Procès pour le meurtre de Grace Millane: le jury se retire pour examiner son verdict | Nouvelles du monde

Camaractu

22 novembre 2019

Le jury du procès d'un homme accusé du meurtre du bourreau britannique Grace Millane en Nouvelle-Zélande s'est retiré pour examiner son verdict.

La jeune femme de Wickford, Essex, est décédée après être retournée dans l'appartement d'un homme de 27 ans qu'elle avait rencontré sur l'appli de rencontres Tinder.

La défenderesse, dont le nom fait l'objet d'une ordonnance de suppression, est accusée de l'étrangler et de la fourrer dans une valise avant de l'enterrer dans une zone boisée en dehors d'Auckland.

La défense a déclaré que la mort du 1er ou du 2 décembre 2018 – date du 22e anniversaire de Mme Millane – était accidentelle et survenue au cours d'un rapport sexuel violent.

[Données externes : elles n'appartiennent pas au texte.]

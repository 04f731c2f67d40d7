use anyhow::{anyhow, Result};
use serde::{Deserialize, Serialize};
use std::default::Default;

/// Application configuration module
/// This module handles the application configuration including loading,
/// validating and saving configuration settings.
/// Represents the application configuration
#[derive(Debug, Serialize, Deserialize, Clone)]
pub struct Config {
    /// Sibling-track discovery settings
    #[serde(default)]
    pub tracks: TrackConfig,

    /// Timeline output settings
    #[serde(default)]
    pub output: OutputConfig,

    /// Log level
    #[serde(default)]
    pub log_level: LogLevel,
}

/// Sibling-track discovery configuration
///
/// For an input lyric file, auxiliary tracks are discovered by swapping the
/// extension on the same stem: `song.lrc` pairs with `song.tlrc`,
/// `song.rlrc` and `song.yrc` under the defaults.
#[derive(Debug, Serialize, Deserialize, Clone, PartialEq)]
pub struct TrackConfig {
    /// Extension of the original (plain) track
    #[serde(default = "default_original_extension")]
    pub original_extension: String,

    /// Extension of the translation track
    #[serde(default = "default_translation_extension")]
    pub translation_extension: String,

    /// Extension of the romanization track
    #[serde(default = "default_romanization_extension")]
    pub romanization_extension: String,

    /// Extension of the word-level (karaoke) track
    #[serde(default = "default_dynamic_extension")]
    pub dynamic_extension: String,
}

impl Default for TrackConfig {
    fn default() -> Self {
        Self {
            original_extension: default_original_extension(),
            translation_extension: default_translation_extension(),
            romanization_extension: default_romanization_extension(),
            dynamic_extension: default_dynamic_extension(),
        }
    }
}

/// Timeline output configuration
#[derive(Debug, Serialize, Deserialize, Clone, PartialEq)]
pub struct OutputConfig {
    /// Pretty-print the JSON timeline
    #[serde(default = "default_true")]
    pub pretty: bool,

    /// Suffix appended to the input stem for the output filename
    #[serde(default = "default_output_suffix")]
    pub suffix: String,
}

impl Default for OutputConfig {
    fn default() -> Self {
        Self {
            pretty: true,
            suffix: default_output_suffix(),
        }
    }
}

/// Log verbosity level
#[derive(Debug, Serialize, Deserialize, Clone, PartialEq, Default)]
#[serde(rename_all = "lowercase")]
pub enum LogLevel {
    Error,
    Warn,
    #[default]
    Info,
    Debug,
    Trace,
}

fn default_original_extension() -> String {
    "lrc".to_string()
}

fn default_translation_extension() -> String {
    "tlrc".to_string()
}

fn default_romanization_extension() -> String {
    "rlrc".to_string()
}

fn default_dynamic_extension() -> String {
    "yrc".to_string()
}

fn default_output_suffix() -> String {
    "timeline.json".to_string()
}

fn default_true() -> bool {
    true
}

impl Config {
    /// Validate the configuration for consistency and required values
    pub fn validate(&self) -> Result<()> {
        let extensions = [
            ("tracks.original_extension", &self.tracks.original_extension),
            (
                "tracks.translation_extension",
                &self.tracks.translation_extension,
            ),
            (
                "tracks.romanization_extension",
                &self.tracks.romanization_extension,
            ),
            ("tracks.dynamic_extension", &self.tracks.dynamic_extension),
        ];

        for (name, ext) in &extensions {
            if ext.is_empty() {
                return Err(anyhow!("{} must not be empty", name));
            }
            if ext.starts_with('.') {
                return Err(anyhow!("{} must not include the leading dot: {}", name, ext));
            }
        }

        // Each track needs its own extension, otherwise discovery would read
        // the same file into two tracks
        for (i, (name_a, ext_a)) in extensions.iter().enumerate() {
            for (name_b, ext_b) in extensions.iter().skip(i + 1) {
                if ext_a == ext_b {
                    return Err(anyhow!(
                        "{} and {} must differ (both are {})",
                        name_a,
                        name_b,
                        ext_a
                    ));
                }
            }
        }

        if self.output.suffix.is_empty() {
            return Err(anyhow!("output.suffix must not be empty"));
        }

        Ok(())
    }
}

/// Default implementation for Config
impl Default for Config {
    fn default() -> Self {
        Config {
            tracks: TrackConfig::default(),
            output: OutputConfig::default(),
            log_level: LogLevel::default(),
        }
    }
}
/*!
 * Tests for application configuration
 */

use lyrsync::app_config::{Config, LogLevel};

/// Test default configuration values
#[test]
fn test_defaultConfig_shouldUseExpectedValues() {
    let config = Config::default();

    assert_eq!(config.tracks.original_extension, "lrc");
    assert_eq!(config.tracks.translation_extension, "tlrc");
    assert_eq!(config.tracks.romanization_extension, "rlrc");
    assert_eq!(config.tracks.dynamic_extension, "yrc");
    assert!(config.output.pretty);
    assert_eq!(config.output.suffix, "timeline.json");
    assert_eq!(config.log_level, LogLevel::Info);
}

/// Test that the default configuration validates
#[test]
fn test_defaultConfig_shouldValidate() {
    assert!(Config::default().validate().is_ok());
}

/// Test parsing a partial config file with defaults filling the gaps
#[test]
fn test_configDeserialize_withPartialJson_shouldFillDefaults() {
    let json = r#"{ "output": { "pretty": false } }"#;

    let config: Config = serde_json::from_str(json).unwrap();

    assert!(!config.output.pretty);
    assert_eq!(config.output.suffix, "timeline.json");
    assert_eq!(config.tracks.original_extension, "lrc");
    assert_eq!(config.log_level, LogLevel::Info);
}

/// Test log level deserialization uses lowercase names
#[test]
fn test_configDeserialize_withLogLevel_shouldParseLowercase() {
    let json = r#"{ "log_level": "debug" }"#;

    let config: Config = serde_json::from_str(json).unwrap();

    assert_eq!(config.log_level, LogLevel::Debug);
}

/// Test config serialization round trip
#[test]
fn test_configSerde_roundTrip_shouldPreserveValues() {
    let mut config = Config::default();
    config.output.pretty = false;
    config.tracks.translation_extension = "trans".to_string();
    config.log_level = LogLevel::Trace;

    let json = serde_json::to_string(&config).unwrap();
    let parsed: Config = serde_json::from_str(&json).unwrap();

    assert!(!parsed.output.pretty);
    assert_eq!(parsed.tracks.translation_extension, "trans");
    assert_eq!(parsed.log_level, LogLevel::Trace);
}

/// Test that duplicate extensions fail validation
#[test]
fn test_configValidate_withDuplicateExtensions_shouldFail() {
    let mut config = Config::default();
    config.tracks.translation_extension = "lrc".to_string();

    assert!(config.validate().is_err());
}

/// Test that a leading dot in an extension fails validation
#[test]
fn test_configValidate_withLeadingDot_shouldFail() {
    let mut config = Config::default();
    config.tracks.dynamic_extension = ".yrc".to_string();

    assert!(config.validate().is_err());
}

/// Test that an empty extension fails validation
#[test]
fn test_configValidate_withEmptyExtension_shouldFail() {
    let mut config = Config::default();
    config.tracks.original_extension = String::new();

    assert!(config.validate().is_err());
}

/// Test that an empty output suffix fails validation
#[test]
fn test_configValidate_withEmptySuffix_shouldFail() {
    let mut config = Config::default();
    config.output.suffix = String::new();

    assert!(config.validate().is_err());
}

Le juge Simon Moore a déclaré aux membres du jury que, pour déclarer l'accusé coupable de meurtre, ils devaient être certains qu'il avait une intention meurtrière lorsqu'il mettait ses mains sur le cou de Mme Millane.

M. Moore a demandé: "Etes-vous sûr que lorsqu'il a fait pression sur le cou de Mlle Millane … avait-il l'intention de causer des blessures?"

Il leur a également demandé de déterminer si l'accusé était disposé à saisir le risque de décès de Mme Millane en raison de ses actes.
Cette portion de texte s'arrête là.